O estudo aponta aumento tanto
na hipertensão (de 26,2% para 35,6%) quanto na prática de atividade física no
lazer (de 36,4% para 47,6%) entre os anos de 2014/2015 e 2020/2021. “Outra
constatação é que, embora as ciclovias sejam importantes para as práticas de
atividade física no lazer, a maioria dessas estruturas ainda está nas regiões
centrais da cidade de São Paulo”, afirma o pesquisador.

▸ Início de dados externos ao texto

//! End-to-end package generation against in-memory collaborators.
//!
//! Drives the public API the way the CLI does: analyze, auto-adjust through
//! an edit session, build a request, generate, and decode every PNG.
//!
//! Run with: cargo test --test package_pipeline

use image::{ImageEncoder, Rgba, RgbaImage};
use listing_pack::analyze::analyze_all;
use listing_pack::compose::png_from_data_url;
use listing_pack::config::PackageConfig;
use listing_pack::imaging::{ImageBackend, RustBackend, TargetSize, encode_png};
use listing_pack::loader::{FetchError, Fetcher, ImageLoader};
use listing_pack::package::{PackageRequest, generate_package};
use listing_pack::proxy::{ProxyError, ProxyResolver};
use listing_pack::session::{EditSession, ImageStatus};
use listing_pack::types::{Agent, BrandingOverlay};
use std::collections::HashMap;

const AGENT_CARD: &str = "https://cdn.example.com/agents/dana-card.png";
const CLOSING: &str = "https://cdn.example.com/closing.png";

const BODY: Rgba<u8> = Rgba([60, 90, 120, 255]);
const AGENT_MARK: Rgba<u8> = Rgba([250, 200, 0, 255]);
const CLOSING_MARK: Rgba<u8> = Rgba([0, 160, 80, 255]);
const CLEAR: Rgba<u8> = Rgba([0, 0, 0, 0]);

struct StaticFetcher(HashMap<String, Vec<u8>>);

impl Fetcher for StaticFetcher {
    fn fetch(&self, url: &str) -> Result<Vec<u8>, FetchError> {
        self.0.get(url).cloned().ok_or_else(|| FetchError::Request {
            url: url.to_string(),
            reason: "connection refused".into(),
        })
    }
}

struct NoMirror;

impl ProxyResolver for NoMirror {
    fn resolve(&self, original_url: &str) -> Result<String, ProxyError> {
        Err(ProxyError::Rejected {
            url: original_url.to_string(),
            reason: "mirror disabled in tests".into(),
        })
    }
}

fn png(img: &RgbaImage) -> Vec<u8> {
    encode_png(img).unwrap()
}

fn jpeg(width: u32, height: u32) -> Vec<u8> {
    let img = image::RgbImage::from_pixel(width, height, image::Rgb([60, 90, 120]));
    let mut bytes = Vec::new();
    image::codecs::jpeg::JpegEncoder::new_with_quality(&mut bytes, 100)
        .write_image(img.as_raw(), width, height, image::ExtendedColorType::Rgb8)
        .unwrap();
    bytes
}

/// Transparent overlay with a solid block in one corner.
fn corner_overlay(color: Rgba<u8>, top_left: bool) -> Vec<u8> {
    png(&RgbaImage::from_fn(64, 64, |x, y| {
        let in_block = if top_left {
            x < 16 && y < 16
        } else {
            x >= 48 && y >= 48
        };
        if in_block { color } else { CLEAR }
    }))
}

fn listing_urls() -> Vec<String> {
    ["front.png", "kitchen.png", "yard.png"]
        .iter()
        .map(|name| format!("https://photos.example.com/listing/{name}"))
        .collect()
}

fn fetcher(urls: &[String]) -> StaticFetcher {
    let mut map = HashMap::new();
    for url in urls {
        map.insert(url.clone(), png(&RgbaImage::from_pixel(96, 64, BODY)));
    }
    map.insert(AGENT_CARD.to_string(), corner_overlay(AGENT_MARK, true));
    map.insert(CLOSING.to_string(), corner_overlay(CLOSING_MARK, false));
    StaticFetcher(map)
}

fn config() -> PackageConfig {
    let mut config = PackageConfig::default();
    config.composition.closing_overlay_url = CLOSING.to_string();
    config
}

fn decode(data_url: &str) -> RgbaImage {
    let bytes = png_from_data_url(data_url).expect("PNG data URL");
    RustBackend::new().decode(&bytes).unwrap()
}

fn agent() -> Agent {
    Agent {
        id: "agent-7".into(),
        name: "Dana".into(),
        overlay_image: AGENT_CARD.into(),
    }
}

// =========================================================================
// Overlay placement
// =========================================================================

#[test]
fn three_images_with_agent_overlay() {
    let urls = listing_urls();
    let fetcher = fetcher(&urls);
    let backend = RustBackend::new();
    let config = config();
    let loader = ImageLoader::new(&fetcher, &NoMirror, &backend, &config.proxy);

    let request = PackageRequest {
        ordered_urls: urls.clone(),
        overlay: Some(BrandingOverlay::Agent(agent())),
        target: TargetSize::square(64),
        ..Default::default()
    };
    let result = generate_package(&loader, &config, &request, None);

    assert_eq!(result.successful_images.len(), 3);
    assert!(result.failed_image_original_urls.is_empty());

    let first = decode(&result.successful_images[0]);
    let middle = decode(&result.successful_images[1]);
    let last = decode(&result.successful_images[2]);

    assert_eq!(first.dimensions(), (64, 64));
    assert_eq!(*first.get_pixel(4, 4), AGENT_MARK);
    assert_eq!(*first.get_pixel(60, 60), BODY);

    assert_eq!(*middle.get_pixel(4, 4), BODY);
    assert_eq!(*middle.get_pixel(60, 60), BODY);

    assert_eq!(*last.get_pixel(4, 4), BODY);
    assert_eq!(*last.get_pixel(60, 60), CLOSING_MARK);
}

// =========================================================================
// Failure isolation
// =========================================================================

#[test]
fn unreachable_image_fails_alone() {
    let mut urls = listing_urls();
    let fetcher = fetcher(&urls);
    urls.insert(1, "https://offline.example.com/listing/garage.png".to_string());
    let backend = RustBackend::new();
    let config = config();
    let loader = ImageLoader::new(&fetcher, &NoMirror, &backend, &config.proxy);

    let request = PackageRequest {
        ordered_urls: urls.clone(),
        overlay: Some(BrandingOverlay::Agent(agent())),
        target: TargetSize::square(64),
        ..Default::default()
    };
    let result = generate_package(&loader, &config, &request, None);

    assert_eq!(result.successful_images.len(), urls.len());
    assert_eq!(result.failed_image_original_urls, vec![urls[1].clone()]);
    assert!(result.image_analysis[&urls[1]].is_indeterminate());

    // Every entry, placeholder included, is a decodable PNG of the target size.
    for data_url in &result.successful_images {
        assert_eq!(decode(data_url).dimensions(), (64, 64));
    }
    assert_eq!(*decode(&result.successful_images[0]).get_pixel(4, 4), AGENT_MARK);
    assert_eq!(*decode(&result.successful_images[2]).get_pixel(4, 4), BODY);
}

#[test]
fn proxied_host_without_mirror_becomes_placeholder() {
    let urls = vec!["https://ddfcdn.realtor.ca/listing/TS1/1.jpg".to_string()];
    let fetcher = StaticFetcher(HashMap::from([(urls[0].clone(), jpeg(50, 50))]));
    let backend = RustBackend::new();
    let config = config();
    let loader = ImageLoader::new(&fetcher, &NoMirror, &backend, &config.proxy);

    let request = PackageRequest {
        ordered_urls: urls.clone(),
        target: TargetSize::square(32),
        ..Default::default()
    };
    let result = generate_package(&loader, &config, &request, None);
    assert_eq!(result.failed_image_original_urls, urls);
}

// =========================================================================
// Analyze → edit → package
// =========================================================================

#[test]
fn letterboxed_photo_is_auto_adjusted_before_packaging() {
    let urls = listing_urls();
    let mut fetcher = fetcher(&urls);
    // White bands covering 15% top and bottom.
    let letterboxed = RgbaImage::from_fn(200, 200, |_, y| {
        if !(30..170).contains(&y) {
            Rgba([255, 255, 255, 255])
        } else {
            BODY
        }
    });
    fetcher.0.insert(urls[0].clone(), png(&letterboxed));

    let backend = RustBackend::new();
    let config = config();
    let loader = ImageLoader::new(&fetcher, &NoMirror, &backend, &config.proxy);

    let mut session = EditSession::new(config.composition.max_selections);
    for (url, verdict) in analyze_all(&loader, &config.analysis, &urls) {
        session.record_analysis(&url, verdict);
        session.toggle_selection(&url);
    }
    assert!(session.warning(&urls[0]).suggests_auto_adjust());
    session
        .auto_adjust(&urls[0], config.composition.auto_adjust_zoom)
        .unwrap();
    assert_eq!(session.status(&urls[0]), ImageStatus::AutoAdjusted);
    assert_eq!(
        session.analysis(&urls[0]).unwrap().has_significant_strips,
        Some(false)
    );

    let request = session
        .build_request(Some(agent()), None, TargetSize::square(64))
        .unwrap();
    let result = generate_package(&loader, &config, &request, None);
    assert!(result.failed_image_original_urls.is_empty());
    assert_eq!(
        result.image_analysis[&urls[0]].has_significant_strips,
        Some(false)
    );
    assert_eq!(result.image_analysis[&urls[1]].has_significant_strips, None);
}
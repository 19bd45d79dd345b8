//! Package orchestration.
//!
//! Runs the composition engine over the selected photos in order and collects
//! one [`PackageResult`]. Position decides overlays: the branding overlay goes
//! on the first image, the fixed closing overlay on the last (a single-image
//! package gets both).
//!
//! Images are composed one at a time. Only one canvas is alive at a
//! time and output order follows input order without reassembly.
//!
//! Generation never fails as a whole. A source that cannot be rendered is
//! replaced by a placeholder at the same index and listed in
//! `failed_image_original_urls`, so `successful_images[i]` always corresponds
//! to `ordered_urls[i]`.

use crate::compose::{Composition, Overlays, compose};
use crate::config::PackageConfig;
use crate::imaging::TargetSize;
use crate::loader::ImageLoader;
use crate::types::{BrandingOverlay, ImageAnalysisResult, ImageEditState, PackageResult};
use serde::{Deserialize, Serialize};
use std::collections::BTreeMap;
use std::sync::mpsc::Sender;
use tracing::{info, warn};

/// Everything one generation run needs from the caller.
#[derive(Debug, Clone, Default, Serialize, Deserialize)]
#[serde(rename_all = "camelCase")]
pub struct PackageRequest {
    pub ordered_urls: Vec<String>,
    #[serde(default)]
    pub edit_states: BTreeMap<String, ImageEditState>,
    #[serde(default)]
    pub overlay: Option<BrandingOverlay>,
    #[serde(default)]
    pub target: TargetSize,
}

/// Progress events emitted while a package is generated.
#[derive(Debug, Clone)]
pub enum PackageEvent {
    Started {
        total: usize,
    },
    ImageComposed {
        index: usize,
        total: usize,
        url: String,
        source_failed: bool,
        skipped_overlays: Vec<String>,
    },
}

/// Generate the package. See the module docs for the guarantees.
pub fn generate_package(
    loader: &ImageLoader<'_>,
    config: &PackageConfig,
    request: &PackageRequest,
    progress: Option<Sender<PackageEvent>>,
) -> PackageResult {
    let total = request.ordered_urls.len();
    let mut result = PackageResult::default();
    if let Some(tx) = &progress {
        tx.send(PackageEvent::Started { total }).ok();
    }
    info!(total, target = ?request.target, "generating package");

    for (index, url) in request.ordered_urls.iter().enumerate() {
        let edit = request.edit_states.get(url);
        let overlays = Overlays {
            branding: if index == 0 { request.overlay.as_ref() } else { None },
            closing: (index + 1 == total).then_some(config.composition.closing_overlay_url.as_str()),
        };

        let Composition {
            data_url,
            source_failed,
            overlay_failures,
            ..
        } = compose(loader, &config.composition, url, edit, overlays, request.target);

        result.successful_images.push(data_url);
        let analysis = if source_failed {
            warn!(index, url = url.as_str(), "source failed, placeholder used");
            result.failed_image_original_urls.push(url.clone());
            ImageAnalysisResult::indeterminate()
        } else {
            post_generation_analysis(edit)
        };
        result.image_analysis.insert(url.clone(), analysis);

        if let Some(tx) = &progress {
            tx.send(PackageEvent::ImageComposed {
                index,
                total,
                url: url.clone(),
                source_failed,
                skipped_overlays: overlay_failures,
            })
            .ok();
        }
    }

    info!(
        total,
        failed = result.failed_image_original_urls.len(),
        "package generated"
    );
    result
}

/// A confirmed crop is taken to have handled any strips. Resolution is not
/// re-checked here.
fn post_generation_analysis(edit: Option<&ImageEditState>) -> ImageAnalysisResult {
    ImageAnalysisResult {
        has_significant_strips: edit.filter(|e| e.has_confirmed_crop()).map(|_| false),
        ..ImageAnalysisResult::indeterminate()
    }
}
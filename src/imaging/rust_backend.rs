//! Pure Rust decoding backend on the `image` crate.
//!
//! ## Crate mapping
//!
//! | Operation | Crate / function |
//! |---|---|
//! | Format sniffing | `ImageReader::with_guessed_format` (magic bytes, not URL extension) |
//! | Identify | `ImageReader::into_dimensions` (header only) |
//! | Decode (JPEG, PNG, GIF, WebP) | `ImageReader::decode` → `to_rgba8` |
//! | Encode PNG | `image::codecs::png::PngEncoder` |
//!
//! Decodes are bounded by a pixel budget so a hostile or corrupt listing
//! photo cannot allocate unbounded memory.

use super::backend::{BackendError, Dimensions, ImageBackend};
use image::codecs::png::PngEncoder;
use image::{ImageEncoder, ImageReader, RgbaImage};
use std::io::Cursor;

/// Default decode budget: 64 megapixels.
pub const DEFAULT_MAX_DECODED_PIXELS: u64 = 64_000_000;

/// Backend using the `image` crate's pure-Rust decoders.
pub struct RustBackend {
    max_decoded_pixels: u64,
}

impl RustBackend {
    pub fn new() -> Self {
        Self {
            max_decoded_pixels: DEFAULT_MAX_DECODED_PIXELS,
        }
    }

    pub fn with_max_decoded_pixels(mut self, max: u64) -> Self {
        self.max_decoded_pixels = max.max(1);
        self
    }

    fn reader<'a>(&self, bytes: &'a [u8]) -> Result<ImageReader<Cursor<&'a [u8]>>, BackendError> {
        let reader = ImageReader::new(Cursor::new(bytes))
            .with_guessed_format()
            .map_err(|e| BackendError::DecodeFailed(e.to_string()))?;
        if reader.format().is_none() {
            return Err(BackendError::UnknownFormat);
        }
        Ok(reader)
    }

    fn check_budget(&self, width: u32, height: u32) -> Result<(), BackendError> {
        let pixels = (width as u64).saturating_mul(height as u64);
        if pixels > self.max_decoded_pixels {
            return Err(BackendError::TooLarge { width, height });
        }
        Ok(())
    }
}

impl Default for RustBackend {
    fn default() -> Self {
        Self::new()
    }
}

fn decode_limits(max_pixels: u64) -> image::Limits {
    let max_dim = max_pixels.min(u32::MAX as u64) as u32;
    let mut limits = image::Limits::default();
    limits.max_image_width = Some(max_dim);
    limits.max_image_height = Some(max_dim);
    limits.max_alloc = Some(max_pixels.saturating_mul(4));
    limits
}

impl ImageBackend for RustBackend {
    fn identify(&self, bytes: &[u8]) -> Result<Dimensions, BackendError> {
        let (width, height) = self
            .reader(bytes)?
            .into_dimensions()
            .map_err(|e| BackendError::DecodeFailed(format!("Failed to read dimensions: {e}")))?;
        Ok(Dimensions { width, height })
    }

    fn decode(&self, bytes: &[u8]) -> Result<RgbaImage, BackendError> {
        let dims = self.identify(bytes)?;
        self.check_budget(dims.width, dims.height)?;
        let mut reader = self.reader(bytes)?;
        reader.limits(decode_limits(self.max_decoded_pixels));
        let image = reader
            .decode()
            .map_err(|e| BackendError::DecodeFailed(e.to_string()))?;
        Ok(image.to_rgba8())
    }
}

/// Encode an RGBA bitmap as PNG bytes.
pub fn encode_png(image: &RgbaImage) -> Result<Vec<u8>, image::ImageError> {
    let mut bytes = Vec::new();
    PngEncoder::new(&mut bytes).write_image(
        image.as_raw(),
        image.width(),
        image.height(),
        image::ExtendedColorType::Rgba8,
    )?;
    Ok(bytes)
}
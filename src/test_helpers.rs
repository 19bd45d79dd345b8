//! Shared test utilities for the listing-pack test suite.
//!
//! In-memory stand-ins for the network collaborators of
//! [`ImageLoader`](crate::loader::ImageLoader), plus bitmap builders for
//! synthetic listing photos.
//!
//! # Usage
//!
//! ```rust
//! use crate::test_helpers::*;
//!
//! let fetcher = MemoryFetcher::new().with("https://a.test/1.png", png_bytes(40, 30));
//! let resolver = FixedResolver::new("https://ucarecdn.com/feed/");
//! let backend = RustBackend::new();
//! let proxy = ProxyConfig::default();
//! let loader = ImageLoader::new(&fetcher, &resolver, &backend, &proxy);
//! ```

use image::{Rgba, RgbaImage};
use sha2::{Digest, Sha256};
use std::collections::HashMap;
use std::sync::Mutex;

use crate::imaging::encode_png;
use crate::loader::{FetchError, Fetcher};
use crate::proxy::{ProxyError, ProxyResolver, canonical_base};

// =========================================================================
// Bitmap builders
// =========================================================================

pub const DARK: Rgba<u8> = Rgba([40, 40, 40, 255]);
pub const WHITE: Rgba<u8> = Rgba([255, 255, 255, 255]);

/// Solid-color bitmap.
pub fn solid(width: u32, height: u32, color: Rgba<u8>) -> RgbaImage {
    RgbaImage::from_pixel(width, height, color)
}

/// Dark photo with white letterbox bands of `band_rows` at top and bottom.
pub fn letterboxed(width: u32, height: u32, band_rows: u32) -> RgbaImage {
    RgbaImage::from_fn(width, height, |_, y| {
        if y < band_rows || y >= height.saturating_sub(band_rows) {
            WHITE
        } else {
            DARK
        }
    })
}

pub fn encode(img: &RgbaImage) -> Vec<u8> {
    encode_png(img).unwrap()
}

/// PNG bytes of a dark solid image.
pub fn png_bytes(width: u32, height: u32) -> Vec<u8> {
    encode(&solid(width, height, DARK))
}

// =========================================================================
// Fetcher
// =========================================================================

/// Serves canned bytes by exact URL; unknown URLs answer 404.
/// Records every requested URL in order.
#[derive(Default)]
pub struct MemoryFetcher {
    responses: HashMap<String, Vec<u8>>,
    requests: Mutex<Vec<String>>,
}

impl MemoryFetcher {
    pub fn new() -> Self {
        Self::default()
    }

    pub fn with(mut self, url: &str, bytes: Vec<u8>) -> Self {
        self.responses.insert(url.to_string(), bytes);
        self
    }

    pub fn requests(&self) -> Vec<String> {
        self.requests.lock().unwrap().clone()
    }
}

impl Fetcher for MemoryFetcher {
    fn fetch(&self, url: &str) -> Result<Vec<u8>, FetchError> {
        self.requests.lock().unwrap().push(url.to_string());
        self.responses
            .get(url)
            .cloned()
            .ok_or_else(|| FetchError::Status {
                url: url.to_string(),
                status: 404,
            })
    }
}

// =========================================================================
// Resolvers
// =========================================================================

/// Resolves every URL to the same canonical base and records the calls.
pub struct FixedResolver {
    base: String,
    calls: Mutex<Vec<String>>,
}

impl FixedResolver {
    pub fn new(base: &str) -> Self {
        Self {
            base: base.to_string(),
            calls: Mutex::new(Vec::new()),
        }
    }

    pub fn calls(&self) -> Vec<String> {
        self.calls.lock().unwrap().clone()
    }
}

impl ProxyResolver for FixedResolver {
    fn resolve(&self, original_url: &str) -> Result<String, ProxyError> {
        self.calls.lock().unwrap().push(original_url.to_string());
        Ok(self.base.clone())
    }
}

/// Rejects every URL.
pub struct FailingResolver;

impl ProxyResolver for FailingResolver {
    fn resolve(&self, original_url: &str) -> Result<String, ProxyError> {
        Err(ProxyError::Rejected {
            url: original_url.to_string(),
            reason: "mirror refused the source".into(),
        })
    }
}

/// Content-addressed mirror: the canonical id is derived from a SHA-256 of
/// the source bytes, so identical content always lands on the same URL.
pub struct ContentMirror {
    cdn_base: String,
    sources: HashMap<String, Vec<u8>>,
}

impl ContentMirror {
    pub fn new(cdn_base: &str) -> Self {
        Self {
            cdn_base: cdn_base.to_string(),
            sources: HashMap::new(),
        }
    }

    pub fn with_source(mut self, url: &str, bytes: Vec<u8>) -> Self {
        self.sources.insert(url.to_string(), bytes);
        self
    }

    pub fn canonical_url_for(&self, bytes: &[u8]) -> String {
        let digest = Sha256::digest(bytes);
        let id: String = digest[..16].iter().map(|b| format!("{b:02x}")).collect();
        canonical_base(&self.cdn_base, &id)
    }

    /// `(canonical_url, bytes)` for every source, for seeding a fetcher.
    pub fn mirrored(&self) -> Vec<(String, Vec<u8>)> {
        self.sources
            .values()
            .map(|bytes| (self.canonical_url_for(bytes), bytes.clone()))
            .collect()
    }
}

impl ProxyResolver for ContentMirror {
    fn resolve(&self, original_url: &str) -> Result<String, ProxyError> {
        self.sources
            .get(original_url)
            .map(|bytes| self.canonical_url_for(bytes))
            .ok_or_else(|| ProxyError::Request {
                url: original_url.to_string(),
                reason: "source unreachable".into(),
            })
    }
}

“No entanto, todo esse cenário
que apresentamos no estudo levou mais uma vez à desigualdade. Mulheres e
pessoas menos escolarizadas são os que menos têm acesso às práticas de
atividades físicas no lazer e maior prevalência de hipertensão. Isso reforça a
ideia de ampliar o acesso a espaços públicos como ciclovias nas periferias,
onde vivem pessoas de menor nível socioeconômico. As políticas públicas de
promoção desses domínios das atividades físicas precisam ser focadas nesses
aspectos”, ressalta.
O artigo A cohort study
examining individual factors influencing cycling as a transportation mode in
São Paulo, Brazil pode ser lido em: www.sciencedirect.com/science/article/pii/S2211335523004266?via%3Dihub.
O artigo Ciclovias,
atividade física no lazer e hipertensão arterial: um estudo longitudinal pode
ser lido em: www.scielo.br/j/ea/a/57LLbv7L9skPBVLCvLs9vSL/?lang=pt.